Content starts

//! Ad mediation core
//!
//! Lifecycle engine for mediated ads: one coordinator per ad format drives
//! the third-party SDK's load/show cycle, retries failed loads with capped
//! exponential backoff, and publishes availability to the caller-facing
//! service.
//!
//! # Architecture
//!
//! - **Single Writer**: each coordinator is one actor task; SDK callbacks,
//!   retry timers and caller requests all go through its mailbox
//! - **Bridge**: availability writes flow over an ordered channel into an
//!   observable property owned by the service
//! - **Weak callbacks**: the SDK sink and retry timers never keep a
//!   coordinator alive
//!
//! # Invariants
//!
//! - At most one coordinator per service, torn down with the service
//! - A successful load resets the retry counter to zero
//! - Every availability write reaches observers, in order
//! - A native coordinator holds at most one ad and destroys it on replace
//!   and on teardown
//!
//! # Features
//!
//! - `testing`: exports the [`testing`] module (recording provider and
//!   delegate) for downstream test suites

#![forbid(unsafe_code)]
#![warn(
    missing_docs,
    rust_2018_idioms,
    missing_debug_implementations,
    clippy::all
)]

pub mod analytics;
pub mod bridge;
pub mod config;
mod coordinator;
pub mod debug;
pub mod delegate;
pub mod error;
pub mod mediation;
pub mod metrics;
pub mod retry;
pub mod sdk;
pub mod service;
#[cfg(any(test, feature = "testing"))]
pub mod testing;
pub mod types;

// Re-exports
pub use analytics::{AdAnalyticsEvent, AnalyticsSink, MemoryAnalyticsSink, TracingAnalyticsSink};
pub use config::{MediationConfig, RetryConfig};
pub use coordinator::{CoordinatorHandle, CoordinatorSnapshot};
pub use debug::{register_mediation_debugger, DebugEntry, DebugMenu, DebugSection};
pub use delegate::{
    AdEventDelegate, AnalyticsDelegate, BannerAdDelegate, NativeAdDelegate, RewardedAdDelegate,
};
pub use error::{AdError, Error, Result};
pub use mediation::Mediation;
pub use retry::RetryPolicy;
pub use sdk::{AdEvent, AdEventSink, AdProvider, BannerAd, FullscreenAd, NativeAdLoader};
pub use service::{
    AdService, AppOpenService, BannerService, FormatKind, InterstitialService, NativeService,
    RewardedService, ShowOutcome,
};
pub use types::{AdFormat, AdId, AdInfo, AdState, AdUnit, Revenue, Reward};
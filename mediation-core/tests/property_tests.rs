//! Property-based tests for coordinator invariants
//!
//! These tests use proptest to verify:
//! - The retry counter equals the trailing run of load failures
//! - Availability mirrors the outcome of the last load
//! - A native coordinator destroys every ad it replaced

use mediation_core::testing::RecordingProvider;
use mediation_core::{AdError, AdEvent, AdFormat, Mediation, MediationConfig};
use proptest::prelude::*;
use std::sync::Arc;

const UNIT: &str = "prop-unit";

fn paused_runtime() -> tokio::runtime::Runtime {
    tokio::runtime::Builder::new_current_thread()
        .enable_all()
        .start_paused(true)
        .build()
        .unwrap()
}

fn failure() -> AdEvent {
    AdEvent::LoadFailed {
        unit: UNIT.into(),
        error: AdError::new(-1, "no fill"),
    }
}

proptest! {
    #[test]
    fn test_retry_counter_tracks_trailing_failures(outcomes in prop::collection::vec(any::<bool>(), 1..40)) {
        let runtime = paused_runtime();
        let (attempt, available) = runtime.block_on(async {
            let provider = RecordingProvider::new();
            let mediation = Mediation::new(Arc::new(provider.clone()), MediationConfig::default()).unwrap();
            let service = mediation.interstitial(UNIT);

            for success in &outcomes {
                if *success {
                    provider.emit_loaded(AdFormat::Interstitial, UNIT);
                } else {
                    provider.emit(AdFormat::Interstitial, UNIT, failure());
                }
            }

            let snapshot = service.snapshot().await.unwrap();
            (snapshot.retry_attempt, snapshot.is_available())
        });

        let trailing = outcomes.iter().rev().take_while(|success| !**success).count();
        prop_assert_eq!(attempt as usize, trailing);
        prop_assert_eq!(available, *outcomes.last().unwrap());
    }

    #[test]
    fn test_native_destroys_every_replaced_ad(loads in 1usize..20) {
        let runtime = paused_runtime();
        let (loaded, destroyed, held) = runtime.block_on(async {
            let provider = RecordingProvider::new();
            let mediation = Mediation::new(Arc::new(provider.clone()), MediationConfig::default()).unwrap();
            let service = mediation.native(UNIT);

            let loaded: Vec<_> = (0..loads)
                .map(|_| provider.emit_loaded(AdFormat::Native, UNIT).id)
                .collect();
            let held = service.snapshot().await.unwrap().held_ad;
            (loaded, provider.destroyed(), held)
        });

        prop_assert_eq!(&destroyed[..], &loaded[..loads - 1]);
        prop_assert_eq!(held, loaded.last().copied());
    }
}
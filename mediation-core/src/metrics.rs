//! Metrics collection for observability
//!
//! This module provides Prometheus metrics for monitoring ad coordinators.
//!
//! # Metrics
//!
//! - `mediation_load_requests_total` - Loads requested from the SDK
//! - `mediation_load_failures_total` - Load failures reported by the SDK
//! - `mediation_retries_scheduled_total` - Retry timers scheduled
//! - `mediation_retry_delay_seconds` - Histogram of retry delays
//! - `mediation_show_requests_total` - Show calls forwarded to the SDK
//! - `mediation_stale_callbacks_total` - Callbacks and timers dropped after teardown
//!
//! Every collector carries a `format` label.

use crate::types::AdFormat;
use prometheus::{HistogramOpts, HistogramVec, IntCounterVec, Opts, Registry};
use std::sync::Arc;

/// Metrics collector
#[derive(Clone)]
pub struct Metrics {
    /// Loads requested
    pub load_requests: IntCounterVec,

    /// Load failures
    pub load_failures: IntCounterVec,

    /// Retries scheduled
    pub retries_scheduled: IntCounterVec,

    /// Retry delay histogram
    pub retry_delay: HistogramVec,

    /// Show requests forwarded to the SDK
    pub show_requests: IntCounterVec,

    /// Callbacks or timer fires after teardown
    pub stale_callbacks: IntCounterVec,

    /// Prometheus registry
    pub registry: Arc<Registry>,
}

impl Metrics {
    /// Create new metrics collector with its own registry
    pub fn new() -> prometheus::Result<Self> {
        let registry = Arc::new(Registry::new());

        let load_requests = IntCounterVec::new(
            Opts::new("mediation_load_requests_total", "Loads requested from the SDK"),
            &["format"],
        )?;
        registry.register(Box::new(load_requests.clone()))?;

        let load_failures = IntCounterVec::new(
            Opts::new("mediation_load_failures_total", "Load failures reported by the SDK"),
            &["format"],
        )?;
        registry.register(Box::new(load_failures.clone()))?;

        let retries_scheduled = IntCounterVec::new(
            Opts::new("mediation_retries_scheduled_total", "Retry timers scheduled"),
            &["format"],
        )?;
        registry.register(Box::new(retries_scheduled.clone()))?;

        let retry_delay = HistogramVec::new(
            HistogramOpts::new("mediation_retry_delay_seconds", "Histogram of retry delays")
                .buckets(vec![1.0, 2.0, 4.0, 8.0, 16.0, 32.0, 64.0, 128.0]),
            &["format"],
        )?;
        registry.register(Box::new(retry_delay.clone()))?;

        let show_requests = IntCounterVec::new(
            Opts::new("mediation_show_requests_total", "Show calls forwarded to the SDK"),
            &["format"],
        )?;
        registry.register(Box::new(show_requests.clone()))?;

        let stale_callbacks = IntCounterVec::new(
            Opts::new(
                "mediation_stale_callbacks_total",
                "Callbacks and timers dropped after teardown",
            ),
            &["format"],
        )?;
        registry.register(Box::new(stale_callbacks.clone()))?;

        Ok(Self {
            load_requests,
            load_failures,
            retries_scheduled,
            retry_delay,
            show_requests,
            stale_callbacks,
            registry,
        })
    }

    /// Record load request
    pub fn record_load_request(&self, format: AdFormat) {
        self.load_requests.with_label_values(&[format.as_str()]).inc();
    }

    /// Record load failure
    pub fn record_load_failure(&self, format: AdFormat) {
        self.load_failures.with_label_values(&[format.as_str()]).inc();
    }

    /// Record scheduled retry
    pub fn record_retry_scheduled(&self, format: AdFormat, delay_seconds: f64) {
        self.retries_scheduled
            .with_label_values(&[format.as_str()])
            .inc();
        self.retry_delay
            .with_label_values(&[format.as_str()])
            .observe(delay_seconds);
    }

    /// Record show request
    pub fn record_show_request(&self, format: AdFormat) {
        self.show_requests.with_label_values(&[format.as_str()]).inc();
    }

    /// Record stale callback
    pub fn record_stale_callback(&self, format: AdFormat) {
        self.stale_callbacks
            .with_label_values(&[format.as_str()])
            .inc();
    }

    /// Loads requested so far for a format
    pub fn load_requests(&self, format: AdFormat) -> u64 {
        self.load_requests.with_label_values(&[format.as_str()]).get()
    }

    /// Load failures so far for a format
    pub fn load_failures(&self, format: AdFormat) -> u64 {
        self.load_failures.with_label_values(&[format.as_str()]).get()
    }

    /// Retries scheduled so far for a format
    pub fn retries_scheduled(&self, format: AdFormat) -> u64 {
        self.retries_scheduled
            .with_label_values(&[format.as_str()])
            .get()
    }

    /// Show requests so far for a format
    pub fn show_requests(&self, format: AdFormat) -> u64 {
        self.show_requests.with_label_values(&[format.as_str()]).get()
    }

    /// Stale callbacks so far for a format
    pub fn stale_callbacks(&self, format: AdFormat) -> u64 {
        self.stale_callbacks
            .with_label_values(&[format.as_str()])
            .get()
    }

    /// Get metrics registry
    pub fn registry(&self) -> &Registry {
        &self.registry
    }
}

impl std::fmt::Debug for Metrics {
    fn fmt(&self, f: &mut std::fmt::Formatter<'_>) -> std::fmt::Result {
        f.debug_struct("Metrics").finish_non_exhaustive()
    }
}

#[cfg(test)]
mod tests {
    use super::*;

    #[test]
    fn test_metrics_creation() {
        let metrics = Metrics::new().unwrap();
        assert_eq!(metrics.load_requests(AdFormat::Banner), 0);
        assert_eq!(metrics.stale_callbacks(AdFormat::Native), 0);
    }

    #[test]
    fn test_two_collectors_do_not_collide() {
        let a = Metrics::new().unwrap();
        let b = Metrics::new().unwrap();
        a.record_load_request(AdFormat::Interstitial);
        assert_eq!(a.load_requests(AdFormat::Interstitial), 1);
        assert_eq!(b.load_requests(AdFormat::Interstitial), 0);
    }

    #[test]
    fn test_labels_are_per_format() {
        let metrics = Metrics::new().unwrap();
        metrics.record_load_failure(AdFormat::RewardedVideo);
        metrics.record_retry_scheduled(AdFormat::RewardedVideo, 2.0);
        metrics.record_show_request(AdFormat::AppOpen);

        assert_eq!(metrics.load_failures(AdFormat::RewardedVideo), 1);
        assert_eq!(metrics.load_failures(AdFormat::AppOpen), 0);
        assert_eq!(metrics.retries_scheduled(AdFormat::RewardedVideo), 1);
        assert_eq!(metrics.show_requests(AdFormat::AppOpen), 1);

        let families = metrics.registry().gather();
        assert!(families
            .iter()
            .any(|f| f.get_name() == "mediation_retry_delay_seconds"));
    }
}
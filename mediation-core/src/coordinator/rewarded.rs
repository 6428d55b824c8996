//! Rewarded ad coordinator

use super::{handle_common_event, AdDriver, CoordinatorCore};
use crate::delegate::RewardedAdDelegate;
use crate::sdk::{AdEvent, FullscreenAd};
use std::sync::Arc;

/// Full-screen driver that also forwards reward grants
pub(crate) struct RewardedDriver {
    ad: Box<dyn FullscreenAd>,
    delegate: Arc<dyn RewardedAdDelegate>,
}

impl RewardedDriver {
    pub(crate) fn new(ad: Box<dyn FullscreenAd>, delegate: Arc<dyn RewardedAdDelegate>) -> Self {
        Self { ad, delegate }
    }
}

impl AdDriver for RewardedDriver {
    fn load(&mut self) {
        self.ad.load();
    }

    fn show(&mut self) {
        self.ad.show();
    }

    fn handle_event(&mut self, core: &mut CoordinatorCore, event: AdEvent) {
        let delegate = self.delegate.clone();
        match handle_common_event(self, core, delegate.as_ref(), event) {
            None => {}
            // Reward grants never touch availability
            Some(AdEvent::RewardGranted { ad, reward }) => {
                tracing::info!(amount = reward.amount, label = %reward.label, "Reward granted");
                delegate.on_reward_granted(&ad, &reward);
            }
            Some(other) => core.ignore(&other),
        }
    }
}
//! Configuration for the mediation layer

use serde::{Deserialize, Serialize};

/// Mediation configuration
#[derive(Debug, Clone, PartialEq, Serialize, Deserialize)]
#[serde(default)]
pub struct MediationConfig {
    /// Retry configuration
    pub retry: RetryConfig,

    /// Buffered values per availability subscriber before it lags
    pub availability_feed_capacity: usize,
}

impl Default for MediationConfig {
    fn default() -> Self {
        Self {
            retry: RetryConfig::default(),
            availability_feed_capacity: 64,
        }
    }
}

/// Retry configuration
#[derive(Debug, Clone, PartialEq, Eq, Serialize, Deserialize)]
#[serde(default)]
pub struct RetryConfig {
    /// Base delay (milliseconds), doubled per consecutive failure
    pub base_delay_ms: u64,

    /// Exponent cap (6 → 64 × base)
    pub max_exponent: u32,
}

impl Default for RetryConfig {
    fn default() -> Self {
        Self {
            base_delay_ms: 1_000,
            max_exponent: 6,
        }
    }
}

impl MediationConfig {
    /// Load from file
    pub fn from_file(path: impl AsRef<std::path::Path>) -> crate::Result<Self> {
        let content = std::fs::read_to_string(path)?;
        let config: MediationConfig = toml::from_str(&content)
            .map_err(|e| crate::Error::Config(format!("Failed to parse config: {}", e)))?;
        config.validate()?;
        Ok(config)
    }

    /// Load from environment variables
    pub fn from_env() -> crate::Result<Self> {
        let mut config = MediationConfig::default();

        if let Ok(value) = std::env::var("MEDIATION_RETRY_BASE_MS") {
            config.retry.base_delay_ms = parse_env("MEDIATION_RETRY_BASE_MS", &value)?;
        }

        if let Ok(value) = std::env::var("MEDIATION_RETRY_MAX_EXPONENT") {
            config.retry.max_exponent = parse_env("MEDIATION_RETRY_MAX_EXPONENT", &value)?;
        }

        if let Ok(value) = std::env::var("MEDIATION_FEED_CAPACITY") {
            config.availability_feed_capacity = parse_env("MEDIATION_FEED_CAPACITY", &value)?;
        }

        config.validate()?;
        Ok(config)
    }

    /// Reject values the coordinators cannot run with
    pub fn validate(&self) -> crate::Result<()> {
        if self.retry.base_delay_ms == 0 {
            return Err(crate::Error::Config(
                "retry.base_delay_ms must be greater than zero".to_string(),
            ));
        }

        if self.retry.max_exponent > 20 {
            return Err(crate::Error::Config(format!(
                "retry.max_exponent must be at most 20, got {}",
                self.retry.max_exponent
            )));
        }

        if self.availability_feed_capacity == 0 {
            return Err(crate::Error::Config(
                "availability_feed_capacity must be greater than zero".to_string(),
            ));
        }

        Ok(())
    }
}

fn parse_env<T: std::str::FromStr>(key: &str, value: &str) -> crate::Result<T>
where
    T::Err: std::fmt::Display,
{
    value
        .trim()
        .parse()
        .map_err(|e| crate::Error::Config(format!("Invalid {}='{}': {}", key, value, e)))
}

#[cfg(test)]
mod tests {
    use super::*;
    use std::io::Write;

    #[test]
    fn test_default_config() {
        let config = MediationConfig::default();
        assert_eq!(config.retry.base_delay_ms, 1_000);
        assert_eq!(config.retry.max_exponent, 6);
        assert_eq!(config.availability_feed_capacity, 64);
        assert!(config.validate().is_ok());
    }

    #[test]
    fn test_from_file_with_partial_table() {
        let mut file = tempfile::NamedTempFile::new().unwrap();
        writeln!(file, "[retry]\nbase_delay_ms = 500").unwrap();

        let config = MediationConfig::from_file(file.path()).unwrap();
        assert_eq!(config.retry.base_delay_ms, 500);
        assert_eq!(config.retry.max_exponent, 6);
        assert_eq!(config.availability_feed_capacity, 64);
    }

    #[test]
    fn test_from_file_rejects_garbage() {
        let mut file = tempfile::NamedTempFile::new().unwrap();
        writeln!(file, "retry = 12").unwrap();

        let err = MediationConfig::from_file(file.path()).unwrap_err();
        assert!(matches!(err, crate::Error::Config(_)));
    }

    #[test]
    fn test_validate_rejects_zero_base() {
        let mut config = MediationConfig::default();
        config.retry.base_delay_ms = 0;
        assert!(config.validate().is_err());
    }

    #[test]
    fn test_parse_env_reports_key() {
        let err = parse_env::<u64>("MEDIATION_RETRY_BASE_MS", "soon").unwrap_err();
        assert!(err.to_string().contains("MEDIATION_RETRY_BASE_MS"));
    }
}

Content ends

## WHAT IS EXPECTED
Could you return every line from the entries above in which the string "Deserialize" occurs?

## REPLY
use serde::{Deserialize, Serialize};
#[derive(Debug, Clone, PartialEq, Serialize, Deserialize)]
#[derive(Debug, Clone, PartialEq, Eq, Serialize, Deserialize)]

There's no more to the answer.